Across the entries that follow, count each line holding "pending" and state the total alone.

Dataset excerpts:

━━━━

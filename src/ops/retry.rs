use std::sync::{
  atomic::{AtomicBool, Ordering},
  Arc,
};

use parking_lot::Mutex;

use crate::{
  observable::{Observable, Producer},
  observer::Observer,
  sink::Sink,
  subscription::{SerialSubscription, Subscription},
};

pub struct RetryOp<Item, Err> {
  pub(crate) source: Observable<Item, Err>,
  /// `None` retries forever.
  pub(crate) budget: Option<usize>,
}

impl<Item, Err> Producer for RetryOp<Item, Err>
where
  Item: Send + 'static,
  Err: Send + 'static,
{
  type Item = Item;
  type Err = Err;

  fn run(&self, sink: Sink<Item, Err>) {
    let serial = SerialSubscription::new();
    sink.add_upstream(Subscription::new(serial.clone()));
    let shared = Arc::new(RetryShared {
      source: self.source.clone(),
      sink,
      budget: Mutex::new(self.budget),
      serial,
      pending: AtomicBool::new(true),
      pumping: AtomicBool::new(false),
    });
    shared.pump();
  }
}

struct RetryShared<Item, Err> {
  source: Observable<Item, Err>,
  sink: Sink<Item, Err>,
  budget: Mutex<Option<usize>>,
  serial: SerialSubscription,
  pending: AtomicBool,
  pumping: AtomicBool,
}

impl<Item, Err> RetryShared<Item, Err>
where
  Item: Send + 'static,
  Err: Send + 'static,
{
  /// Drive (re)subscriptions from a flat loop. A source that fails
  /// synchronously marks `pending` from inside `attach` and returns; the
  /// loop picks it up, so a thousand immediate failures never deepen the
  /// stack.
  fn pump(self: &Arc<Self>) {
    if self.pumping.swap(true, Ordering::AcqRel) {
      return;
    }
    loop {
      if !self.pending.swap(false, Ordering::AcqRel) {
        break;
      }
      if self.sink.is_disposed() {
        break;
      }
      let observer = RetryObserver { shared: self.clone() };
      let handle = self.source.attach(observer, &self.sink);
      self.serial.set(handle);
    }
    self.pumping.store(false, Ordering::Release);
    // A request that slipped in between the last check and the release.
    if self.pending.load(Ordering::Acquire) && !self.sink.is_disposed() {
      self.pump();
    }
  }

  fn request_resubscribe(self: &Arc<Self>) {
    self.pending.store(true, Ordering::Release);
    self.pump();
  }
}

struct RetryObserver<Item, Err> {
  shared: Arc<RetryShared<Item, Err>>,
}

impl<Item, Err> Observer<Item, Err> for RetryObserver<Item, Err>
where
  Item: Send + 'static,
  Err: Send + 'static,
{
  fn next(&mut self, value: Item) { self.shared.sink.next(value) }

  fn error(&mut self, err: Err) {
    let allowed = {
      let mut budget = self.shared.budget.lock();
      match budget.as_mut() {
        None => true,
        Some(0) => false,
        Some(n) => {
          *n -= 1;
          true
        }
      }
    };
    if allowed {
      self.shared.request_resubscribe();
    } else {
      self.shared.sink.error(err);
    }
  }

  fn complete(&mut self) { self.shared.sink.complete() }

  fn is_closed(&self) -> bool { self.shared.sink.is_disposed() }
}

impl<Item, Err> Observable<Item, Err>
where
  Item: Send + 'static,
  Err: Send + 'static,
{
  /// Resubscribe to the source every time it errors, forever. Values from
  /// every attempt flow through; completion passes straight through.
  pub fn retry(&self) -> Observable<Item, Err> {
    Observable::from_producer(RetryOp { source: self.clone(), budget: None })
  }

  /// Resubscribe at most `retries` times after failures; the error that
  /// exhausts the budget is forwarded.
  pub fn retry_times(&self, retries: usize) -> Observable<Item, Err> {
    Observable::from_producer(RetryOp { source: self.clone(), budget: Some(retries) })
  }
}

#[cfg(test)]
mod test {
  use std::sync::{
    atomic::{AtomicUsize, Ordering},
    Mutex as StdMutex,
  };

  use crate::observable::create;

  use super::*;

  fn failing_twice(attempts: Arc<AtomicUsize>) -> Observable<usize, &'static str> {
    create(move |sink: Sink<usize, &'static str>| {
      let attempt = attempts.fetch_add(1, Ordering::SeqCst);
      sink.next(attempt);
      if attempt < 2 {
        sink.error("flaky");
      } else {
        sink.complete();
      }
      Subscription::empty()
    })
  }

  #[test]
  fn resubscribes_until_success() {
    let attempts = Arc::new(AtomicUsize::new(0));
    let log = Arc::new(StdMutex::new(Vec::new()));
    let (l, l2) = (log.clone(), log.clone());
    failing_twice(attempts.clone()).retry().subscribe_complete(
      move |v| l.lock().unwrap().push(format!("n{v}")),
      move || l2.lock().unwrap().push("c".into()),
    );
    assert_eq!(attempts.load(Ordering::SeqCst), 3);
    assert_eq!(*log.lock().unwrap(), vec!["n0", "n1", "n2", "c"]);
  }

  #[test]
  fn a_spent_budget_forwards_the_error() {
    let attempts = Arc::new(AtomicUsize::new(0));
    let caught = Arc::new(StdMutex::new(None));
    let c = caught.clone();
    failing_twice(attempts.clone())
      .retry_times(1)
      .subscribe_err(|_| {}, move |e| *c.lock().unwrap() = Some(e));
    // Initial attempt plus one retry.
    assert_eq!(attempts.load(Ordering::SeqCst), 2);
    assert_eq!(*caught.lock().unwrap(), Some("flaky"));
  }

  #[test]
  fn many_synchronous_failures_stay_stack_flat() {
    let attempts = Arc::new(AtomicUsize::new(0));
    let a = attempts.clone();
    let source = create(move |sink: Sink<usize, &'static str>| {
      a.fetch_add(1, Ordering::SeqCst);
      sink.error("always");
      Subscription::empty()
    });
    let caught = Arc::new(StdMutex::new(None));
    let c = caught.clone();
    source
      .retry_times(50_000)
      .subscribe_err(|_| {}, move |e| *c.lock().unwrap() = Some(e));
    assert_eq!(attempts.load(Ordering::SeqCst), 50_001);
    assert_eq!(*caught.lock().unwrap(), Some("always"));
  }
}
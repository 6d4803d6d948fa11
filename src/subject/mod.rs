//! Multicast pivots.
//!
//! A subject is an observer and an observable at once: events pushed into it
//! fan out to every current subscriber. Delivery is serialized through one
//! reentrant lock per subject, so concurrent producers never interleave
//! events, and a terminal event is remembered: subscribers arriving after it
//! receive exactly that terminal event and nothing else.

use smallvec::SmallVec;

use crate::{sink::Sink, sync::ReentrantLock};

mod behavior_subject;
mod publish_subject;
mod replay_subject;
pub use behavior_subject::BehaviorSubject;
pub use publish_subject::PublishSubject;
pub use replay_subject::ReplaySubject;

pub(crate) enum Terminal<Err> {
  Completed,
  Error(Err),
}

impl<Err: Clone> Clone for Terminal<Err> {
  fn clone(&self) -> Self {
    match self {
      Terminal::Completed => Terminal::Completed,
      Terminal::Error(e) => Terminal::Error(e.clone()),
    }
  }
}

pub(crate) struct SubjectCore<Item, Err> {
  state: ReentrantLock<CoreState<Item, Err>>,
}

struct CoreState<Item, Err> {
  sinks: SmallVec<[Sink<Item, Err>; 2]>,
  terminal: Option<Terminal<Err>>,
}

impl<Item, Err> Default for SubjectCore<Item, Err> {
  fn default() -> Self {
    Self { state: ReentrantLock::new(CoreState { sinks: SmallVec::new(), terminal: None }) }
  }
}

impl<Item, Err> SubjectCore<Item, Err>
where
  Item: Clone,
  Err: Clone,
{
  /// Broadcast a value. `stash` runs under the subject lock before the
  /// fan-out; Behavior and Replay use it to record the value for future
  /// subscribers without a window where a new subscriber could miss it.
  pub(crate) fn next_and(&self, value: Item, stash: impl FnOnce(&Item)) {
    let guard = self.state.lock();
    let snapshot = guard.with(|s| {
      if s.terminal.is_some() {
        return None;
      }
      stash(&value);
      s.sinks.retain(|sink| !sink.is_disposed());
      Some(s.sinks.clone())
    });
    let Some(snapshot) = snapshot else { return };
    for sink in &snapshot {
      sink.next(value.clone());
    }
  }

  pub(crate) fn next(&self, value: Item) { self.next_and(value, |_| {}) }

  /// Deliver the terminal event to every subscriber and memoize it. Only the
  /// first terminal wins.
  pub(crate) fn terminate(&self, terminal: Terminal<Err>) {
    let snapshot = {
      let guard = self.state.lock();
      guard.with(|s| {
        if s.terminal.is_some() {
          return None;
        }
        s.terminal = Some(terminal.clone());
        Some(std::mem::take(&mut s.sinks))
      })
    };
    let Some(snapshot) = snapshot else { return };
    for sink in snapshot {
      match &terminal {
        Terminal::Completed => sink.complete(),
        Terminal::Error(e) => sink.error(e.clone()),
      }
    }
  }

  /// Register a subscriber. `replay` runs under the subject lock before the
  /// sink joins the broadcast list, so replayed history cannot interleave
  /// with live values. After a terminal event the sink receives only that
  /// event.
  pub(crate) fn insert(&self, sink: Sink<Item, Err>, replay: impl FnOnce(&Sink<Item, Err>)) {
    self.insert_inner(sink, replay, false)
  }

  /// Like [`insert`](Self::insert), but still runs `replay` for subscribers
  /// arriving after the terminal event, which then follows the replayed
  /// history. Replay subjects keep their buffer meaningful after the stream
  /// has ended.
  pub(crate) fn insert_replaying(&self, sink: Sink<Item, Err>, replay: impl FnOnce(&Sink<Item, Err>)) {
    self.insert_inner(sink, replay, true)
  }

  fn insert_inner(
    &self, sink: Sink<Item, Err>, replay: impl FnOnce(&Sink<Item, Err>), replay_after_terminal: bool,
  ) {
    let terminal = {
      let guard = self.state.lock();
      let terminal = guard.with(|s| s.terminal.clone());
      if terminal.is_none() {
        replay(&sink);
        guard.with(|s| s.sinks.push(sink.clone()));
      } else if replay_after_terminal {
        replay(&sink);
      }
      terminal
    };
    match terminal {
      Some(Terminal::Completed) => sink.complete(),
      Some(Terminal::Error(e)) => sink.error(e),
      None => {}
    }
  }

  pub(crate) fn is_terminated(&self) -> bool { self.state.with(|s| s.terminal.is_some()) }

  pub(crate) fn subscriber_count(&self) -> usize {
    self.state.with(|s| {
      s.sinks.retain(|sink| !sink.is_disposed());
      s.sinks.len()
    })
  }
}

━━━━

Written answer
6